The team’s current initiatives include translating hospice brochures, consent forms, and Advance Directive forms and cooperating with the Asian Program and Chinatown MDs to give community presentations on Advance Directives. Last summer, they joined with VNSNY’s Chinatown NNORC to organize an Advance Directive Task Force. They held their first workshop on health care proxies (HCP) earlier this year at Confucius Plaza in the heart of Chinatown, attended by several city agencies and 150 residents. To expand on their community outreach, the team also provides cultural sensitivity hospice training at a nursing home on Manhattan’s Lower East Side, in-service presentations at a major hospital and settlement house, and ongoing work with community organizations and senior centers to promote hospice care in Chinatown.

Other examples of culturally competent care include supporting the patients’ surviving relatives in their practice of traditional rituals (such as displaying photographs of the deceased). Dr. Yew Schwartz notes that sometimes her work involves counseling family members on their experiences and “encounters with ghosts” in the wake of bereavement.

Perhaps the most meaningful facet of their work is the connections the team RNs and other clinicians have made with patients and their families. One patient’s daughter, an oncology nurse in Hawaii, kept in touch with Hsiao Hui-Chen by phone, enabling her to travel home when the end was near. The wife of another of Hui-Chen’s patients went from resisting hospice care to appreciating having her spouse pass away peacefully at home.

History of service

VNSNY’s outreach and service in Chinatown stretches back to the agency’s founding in 1893, when they began caring for poor immigrants on the adjacent Lower East Side. In 1910, founder Lillian Wald went to Asia and chose the Chinese character “bao” (meaning “We are all one family.”) as an agency symbol still in use today. VNSNY has photos and footage from the 1920s when a Chinese RN named Zing Ling Tai made her rounds in Chinatown. Ten years ago, Liu Fang Mien, R.N. (now retired), launched VNSNY’s Community Center. After 9/11, the center helped residents cope with the terror attack and has since provided thousands of free flu shots; cholesterol, diabetes, and blood pressure screenings; health classes; and other services.

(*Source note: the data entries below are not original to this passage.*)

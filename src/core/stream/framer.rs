//! Blank-line framing for the chat event stream.
//!
//! The framer is a pull-based state machine over raw bytes: callers `push`
//! whatever the transport hands them and then pull complete blocks until
//! [`EventFramer::next_block`] returns `None`. It never performs I/O itself,
//! so it can sit behind any chunked reader.

use memchr::memmem;

const LF_BOUNDARY: &[u8] = b"\n\n";
const CRLF_BOUNDARY: &[u8] = b"\r\n\r\n";

/// Splits a growing byte buffer into raw event blocks.
///
/// After every extraction pass the buffer holds no complete block, only the
/// (possibly empty) trailing fragment. One framer serves one response body.
#[derive(Debug, Default)]
pub struct EventFramer {
    buffer: Vec<u8>,
    /// Everything before this offset is known to hold no boundary.
    scan_from: usize,
    finished: bool,
}

impl EventFramer {
    pub fn new() -> Self {
        Self::default()
    }

    /// Append bytes from the transport. Input after [`finish`](Self::finish) is dropped.
    pub fn push(&mut self, chunk: &[u8]) {
        if self.finished {
            return;
        }
        self.buffer.extend_from_slice(chunk);
    }

    /// Extract the earliest complete block, consuming its boundary.
    pub fn next_block(&mut self) -> Option<String> {
        let Some((start, len)) = earliest_boundary(&self.buffer, self.scan_from) else {
            // A boundary completed by the next push starts at most 3 bytes back.
            self.scan_from = self.buffer.len().saturating_sub(CRLF_BOUNDARY.len() - 1);
            return None;
        };
        let block = String::from_utf8_lossy(&self.buffer[..start]).into_owned();
        self.buffer.drain(..start + len);
        self.scan_from = 0;
        Some(block)
    }

    /// Lazily drain every block that is currently complete.
    pub fn blocks(&mut self) -> impl Iterator<Item = String> + '_ {
        std::iter::from_fn(move || self.next_block())
    }

    /// Signal end of input and return the trailing fragment, if it carries anything.
    ///
    /// Complete blocks must be drained before calling this; any that remain are
    /// returned as part of the fragment rather than lost.
    pub fn finish(&mut self) -> Option<String> {
        self.finished = true;
        self.scan_from = 0;
        let rest = std::mem::take(&mut self.buffer);
        let text = String::from_utf8_lossy(&rest);
        if text.trim().is_empty() {
            None
        } else {
            Some(text.into_owned())
        }
    }
}

/// Locate the earliest blank-line boundary at or after `from` as `(index, length)`.
///
/// When both forms start at the same index the CRLF form wins. With `\r` and
/// `\n` being distinct bytes that cannot actually happen, but the rule keeps
/// the choice deterministic.
fn earliest_boundary(buffer: &[u8], from: usize) -> Option<(usize, usize)> {
    let window = &buffer[from..];
    let lf = memmem::find(window, LF_BOUNDARY).map(|idx| (from + idx, LF_BOUNDARY.len()));
    let crlf = memmem::find(window, CRLF_BOUNDARY).map(|idx| (from + idx, CRLF_BOUNDARY.len()));

    match (lf, crlf) {
        (Some(lf), Some(crlf)) => {
            if crlf.0 <= lf.0 {
                Some(crlf)
            } else {
                Some(lf)
            }
        }
        (lf, crlf) => lf.or(crlf),
    }
}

RNs on the Asian hospice team join fellow clinicians in bringing awareness of the benefits of end-of-life care to Chinatown. Thousands of residents have been exposed to information on Advance Directives and end-of-life issues through the NNORC and Community Center efforts, in addition to ongoing outreach in hospitals and nursing homes. Dr. Bakalchuk reaches out to local doctors as well as the New York State Department of Health. Other team members partner with neighborhood pharmacies and local, state, and national organizations like the Charles B. Wang Community Health Center, the American Cancer Society Eastern Initiatives, and the Taiwan-based international Buddhist nonprofi t Tzu Chi Association. Through VNSNY’s Asian Program, the team also reaches out to Asian nurses and patients in New York City’s other Chinatowns in Queens and Brooklyn and beyond.

The nurses and their teammates measure outcomes one patient at a time, while continuing their progress in bringing hospice care to Chinatown.